Plancher is among a new cohort of researchers announced May 18 who will receive three-year grants through TRI's University Research Program to work on technologies that advance artificial intelligence, robotics, advanced driving, and material science. The program, TRI, which is headquartered in Los Altos, Calif., with an office in Cambridge, Mass., pairs university researchers with a Toyota co-investigator "to ensure that fundamental research and real-world application evolve together."

Plancher's team at Dartmouth will work with TRI Senior Research Scientist Thomas Lew in using advanced computing tools to design new technologies that will enhance the ability of autonomous vehicles to make reliable maneuverability and reaction decisions, particularly under challenging road conditions.

"Current autonomous vehicles are often restricted to conservative maneuvers because standard algorithms fail at the physical limits of handling, particularly in challenging conditions like wet or icy roads," Plancher says. "If you hit black ice and you're sliding out, this is a moment where it would be great if the car could help you avoid a crash."
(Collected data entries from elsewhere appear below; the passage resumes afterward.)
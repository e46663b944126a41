/// Fixed listening port of the HTTP responder.
pub const DEFAULT_PORT: u16 = 3000;

pub const NETSTAT_ENV: &str = "NETSNAP_NETSTAT";
pub const SS_ENV: &str = "NETSNAP_SS";
pub const DEBUG_ENV: &str = "NETSNAP_DEBUG";

#[derive(Clone, Debug, PartialEq, Eq)]
pub struct Config {
    pub netstat_bin: String,
    pub ss_bin: String,
    pub debug: bool,
}

impl Default for Config {
    fn default() -> Self {
        Self {
            netstat_bin: "netstat".into(),
            ss_bin: "ss".into(),
            debug: false,
        }
    }
}

impl Config {
    pub fn from_env() -> Self {
        Self::from_lookup(|key| std::env::var(key).ok())
    }

    pub fn from_lookup<F>(lookup: F) -> Self
    where
        F: Fn(&str) -> Option<String>,
    {
        let defaults = Self::default();
        Self {
            netstat_bin: lookup(NETSTAT_ENV).unwrap_or(defaults.netstat_bin),
            ss_bin: lookup(SS_ENV).unwrap_or(defaults.ss_bin),
            debug: lookup(DEBUG_ENV).is_some(),
        }
    }

    pub fn default_log_filter(&self) -> &'static str {
        if self.debug { "debug" } else { "info" }
    }
}

#[cfg(test)]
mod tests {
    use super::*;
    use std::collections::HashMap;

    #[test]
    fn defaults_when_nothing_set() {
        let cfg = Config::from_lookup(|_| None);
        assert_eq!(cfg, Config::default());
        assert_eq!(cfg.default_log_filter(), "info");
    }

    #[test]
    fn overrides_from_lookup() {
        let vars: HashMap<&str, &str> = [
            (NETSTAT_ENV, "/usr/sbin/netstat"),
            (DEBUG_ENV, "1"),
        ]
        .into_iter()
        .collect();
        let cfg = Config::from_lookup(|k| vars.get(k).map(|v| v.to_string()));
        assert_eq!(cfg.netstat_bin, "/usr/sbin/netstat");
        assert_eq!(cfg.ss_bin, "ss");
        assert!(cfg.debug);
        assert_eq!(cfg.default_log_filter(), "debug");
    }
}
Skidding out on black ice, it turns out, is very similar to drifting or racing a car. So Plancher and his team are developing robust new algorithms that they will deploy to autonomously control racecars on a test track.

Brian Plancher

Plancher’s team at Dartmouth will work with TRI to design safer technologies for next-generation vehicles using advanced computing tools. (Photo By Katie Lenhart)

"The goal is to build a controller that can enable the racecar to autonomously drift and race through challenging conditions like water puddles," says Plancher. Such a system could then be adapted into passenger cars to reliably support human drivers as they navigate unexpected, dangerous conditions.

What makes these conditions difficult to design controls for is that the friction between the tires and the road is highly variable and challenging to estimate perfectly in real-time based on the precipitation on the road. This makes it hard to model the physics accurately for a computer to solve.

Using graphics processing units, specialized hardware that can handle many complex calculations in parallel, the team is building numerical solvers that compute an optimal response that is inherently robust to the wide range of friction values—on snow, ice, water, or pavement—that the car might encounter.

"Historically, we just didn't have enough computational power available on vehicles, or the high-performance software that can run on such vehicles, to attempt this. We are directly addressing this challenge," says Plancher. While the control software is being designed for this scenario, it can also be applied to other similar problems, such as flying drones or humanoid robots, he says.

"We are trying to build algorithms that are inherently safe, by construction," says Plancher. "Traffic fatalities are still a huge issue today, so it's really important that we try to make our driving systems safer."